Extracted information:

//! Sprint timing and scoring policy
//!
//! The constants below mirror the published Rules of Engagement. They are
//! collected in [`SprintPolicy`] so deployments can tune them without
//! touching the state machine.

use chrono::Duration;
use serde::{Deserialize, Serialize};

pub const TOTAL_MILESTONES: u32 = 4;
pub const SUBMISSION_WINDOW_HOURS: i64 = 48;
pub const STALL_THRESHOLD_HOURS: i64 = 72;
pub const FLAG_WINDOW_HOURS: i64 = 5;
pub const MAX_CONCURRENT_BUILDS: u32 = 3;
pub const MIN_VOTES_TO_CLOSE: usize = 10;

pub const PACE_FLOOR: f64 = 4.0;
pub const PACE_DECAY_PER_HOUR: f64 = 2.0;
pub const PACE_WEIGHT: f64 = 0.30;
pub const QUALITY_WEIGHT: f64 = 0.50;
pub const SCOUT_REVIEW_WEIGHT: f64 = 0.20;

pub const MIN_SLOTS: u8 = 1;
pub const MAX_SLOTS: u8 = 4;
pub const MIN_DURATION_WEEKS: u8 = 2;
pub const MAX_DURATION_WEEKS: u8 = 4;
pub const MIN_VOTE_SCORE: u8 = 1;
pub const MAX_VOTE_SCORE: u8 = 5;
pub const MAX_REVIEW_SCORE: u8 = 100;
pub const MAX_EXTENSION_DAYS: u32 = 28;

/// Deliverable recorded when a builder commits to the whole project
pub const FULL_PROJECT: &str = "full_project";

/// Hosts accepted for checkpoint proof links (exact host or any subdomain)
pub const ALLOWED_PROOF_HOSTS: [&str; 2] = ["github.com", "vercel.app"];

/// What to do with builders who complete after the submission window closed
#[derive(Debug, Clone, Copy, Default, PartialEq, Eq, Serialize, Deserialize)]
#[serde(rename_all = "snake_case")]
pub enum LateCompletionPolicy {
    /// Late finalists compete; the pace score already penalises them
    #[default]
    Include,
    /// Late finalists are dropped from the finalist pool at scoring time
    Exclude,
}

/// Tunable sprint policy
#[derive(Debug, Clone)]
pub struct SprintPolicy {
    pub total_milestones: u32,
    pub submission_window: Duration,
    pub stall_threshold: Duration,
    pub flag_window: Duration,
    pub max_concurrent_builds: u32,
    pub min_votes_to_close: usize,
    pub pace_floor: f64,
    pub pace_decay_per_hour: f64,
    pub pace_weight: f64,
    pub quality_weight: f64,
    pub scout_review_weight: f64,
    /// Treat a checkpoint submission as verified immediately
    pub auto_verify_checkpoints: bool,
    pub late_completions: LateCompletionPolicy,
}

impl Default for SprintPolicy {
    fn default() -> Self {
        Self {
            total_milestones: TOTAL_MILESTONES,
            submission_window: Duration::hours(SUBMISSION_WINDOW_HOURS),
            stall_threshold: Duration::hours(STALL_THRESHOLD_HOURS),
            flag_window: Duration::hours(FLAG_WINDOW_HOURS),
            max_concurrent_builds: MAX_CONCURRENT_BUILDS,
            min_votes_to_close: MIN_VOTES_TO_CLOSE,
            pace_floor: PACE_FLOOR,
            pace_decay_per_hour: PACE_DECAY_PER_HOUR,
            pace_weight: PACE_WEIGHT,
            quality_weight: QUALITY_WEIGHT,
            scout_review_weight: SCOUT_REVIEW_WEIGHT,
            auto_verify_checkpoints: false,
            late_completions: LateCompletionPolicy::Include,
        }
    }
}

impl SprintPolicy {
    /// Pace score from the gap (in hours) to the first completion
    pub fn pace_score(&self, hours_difference: f64) -> f64 {
        (100.0 - self.pace_decay_per_hour * hours_difference.abs()).max(self.pace_floor)
    }

    /// Weighted total of the three score components
    pub fn total_score(&self, pace: f64, quality: f64, scout_review: f64) -> f64 {
        pace * self.pace_weight + quality * self.quality_weight + scout_review * self.scout_review_weight
    }
}

/// Check a proof link against the host allow-list.
pub fn is_allowed_proof_link(link: &str) -> bool {
    let Some(rest) = link.strip_prefix("https://") else {
        return false;
    };
    if link.chars().any(char::is_whitespace) {
        return false;
    }

    let host = rest.split(['/', '?', '#']).next().unwrap_or_default();
    if host.is_empty() || host.contains('@') || host.contains(':') {
        return false;
    }

    let host = host.to_ascii_lowercase();
    ALLOWED_PROOF_HOSTS.iter().any(|allowed| {
        host == *allowed
            || host
                .strip_suffix(allowed)
                .is_some_and(|prefix| prefix.ends_with('.') && prefix.len() > 1)
    })
}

What is required:
Each entry above needs to be duplicated verbatim.

Expected answer:
//! Sprint timing and scoring policy
//!
//! The constants below mirror the published Rules of Engagement. They are
//! collected in [`SprintPolicy`] so deployments can tune them without
//! touching the state machine.

use chrono::Duration;
use serde::{Deserialize, Serialize};

pub const TOTAL_MILESTONES: u32 = 4;
pub const SUBMISSION_WINDOW_HOURS: i64 = 48;
pub const STALL_THRESHOLD_HOURS: i64 = 72;
pub const FLAG_WINDOW_HOURS: i64 = 5;
pub const MAX_CONCURRENT_BUILDS: u32 = 3;
pub const MIN_VOTES_TO_CLOSE: usize = 10;

pub const PACE_FLOOR: f64 = 4.0;
pub const PACE_DECAY_PER_HOUR: f64 = 2.0;
pub const PACE_WEIGHT: f64 = 0.30;
pub const QUALITY_WEIGHT: f64 = 0.50;
pub const SCOUT_REVIEW_WEIGHT: f64 = 0.20;

pub const MIN_SLOTS: u8 = 1;
pub const MAX_SLOTS: u8 = 4;
pub const MIN_DURATION_WEEKS: u8 = 2;
pub const MAX_DURATION_WEEKS: u8 = 4;
pub const MIN_VOTE_SCORE: u8 = 1;
pub const MAX_VOTE_SCORE: u8 = 5;
pub const MAX_REVIEW_SCORE: u8 = 100;
pub const MAX_EXTENSION_DAYS: u32 = 28;

/// Deliverable recorded when a builder commits to the whole project
pub const FULL_PROJECT: &str = "full_project";

/// Hosts accepted for checkpoint proof links (exact host or any subdomain)
pub const ALLOWED_PROOF_HOSTS: [&str; 2] = ["github.com", "vercel.app"];

/// What to do with builders who complete after the submission window closed
#[derive(Debug, Clone, Copy, Default, PartialEq, Eq, Serialize, Deserialize)]
#[serde(rename_all = "snake_case")]
pub enum LateCompletionPolicy {
    /// Late finalists compete; the pace score already penalises them
    #[default]
    Include,
    /// Late finalists are dropped from the finalist pool at scoring time
    Exclude,
}

/// Tunable sprint policy
#[derive(Debug, Clone)]
pub struct SprintPolicy {
    pub total_milestones: u32,
    pub submission_window: Duration,
    pub stall_threshold: Duration,
    pub flag_window: Duration,
    pub max_concurrent_builds: u32,
    pub min_votes_to_close: usize,
    pub pace_floor: f64,
    pub pace_decay_per_hour: f64,
    pub pace_weight: f64,
    pub quality_weight: f64,
    pub scout_review_weight: f64,
    /// Treat a checkpoint submission as verified immediately
    pub auto_verify_checkpoints: bool,
    pub late_completions: LateCompletionPolicy,
}

impl Default for SprintPolicy {
    fn default() -> Self {
        Self {
            total_milestones: TOTAL_MILESTONES,
            submission_window: Duration::hours(SUBMISSION_WINDOW_HOURS),
            stall_threshold: Duration::hours(STALL_THRESHOLD_HOURS),
            flag_window: Duration::hours(FLAG_WINDOW_HOURS),
            max_concurrent_builds: MAX_CONCURRENT_BUILDS,
            min_votes_to_close: MIN_VOTES_TO_CLOSE,
            pace_floor: PACE_FLOOR,
            pace_decay_per_hour: PACE_DECAY_PER_HOUR,
            pace_weight: PACE_WEIGHT,
            quality_weight: QUALITY_WEIGHT,
            scout_review_weight: SCOUT_REVIEW_WEIGHT,
            auto_verify_checkpoints: false,
            late_completions: LateCompletionPolicy::Include,
        }
    }
}

impl SprintPolicy {
    /// Pace score from the gap (in hours) to the first completion
    pub fn pace_score(&self, hours_difference: f64) -> f64 {
        (100.0 - self.pace_decay_per_hour * hours_difference.abs()).max(self.pace_floor)
    }

    /// Weighted total of the three score components
    pub fn total_score(&self, pace: f64, quality: f64, scout_review: f64) -> f64 {
        pace * self.pace_weight + quality * self.quality_weight + scout_review * self.scout_review_weight
    }
}

/// Check a proof link against the host allow-list.
pub fn is_allowed_proof_link(link: &str) -> bool {
    let Some(rest) = link.strip_prefix("https://") else {
        return false;
    };
    if link.chars().any(char::is_whitespace) {
        return false;
    }

    let host = rest.split(['/', '?', '#']).next().unwrap_or_default();
    if host.is_empty() || host.contains('@') || host.contains(':') {
        return false;
    }

    let host = host.to_ascii_lowercase();
    ALLOWED_PROOF_HOSTS.iter().any(|allowed| {
        host == *allowed
            || host
                .strip_suffix(allowed)
                .is_some_and(|prefix| prefix.ends_with('.') && prefix.len() > 1)
    })
}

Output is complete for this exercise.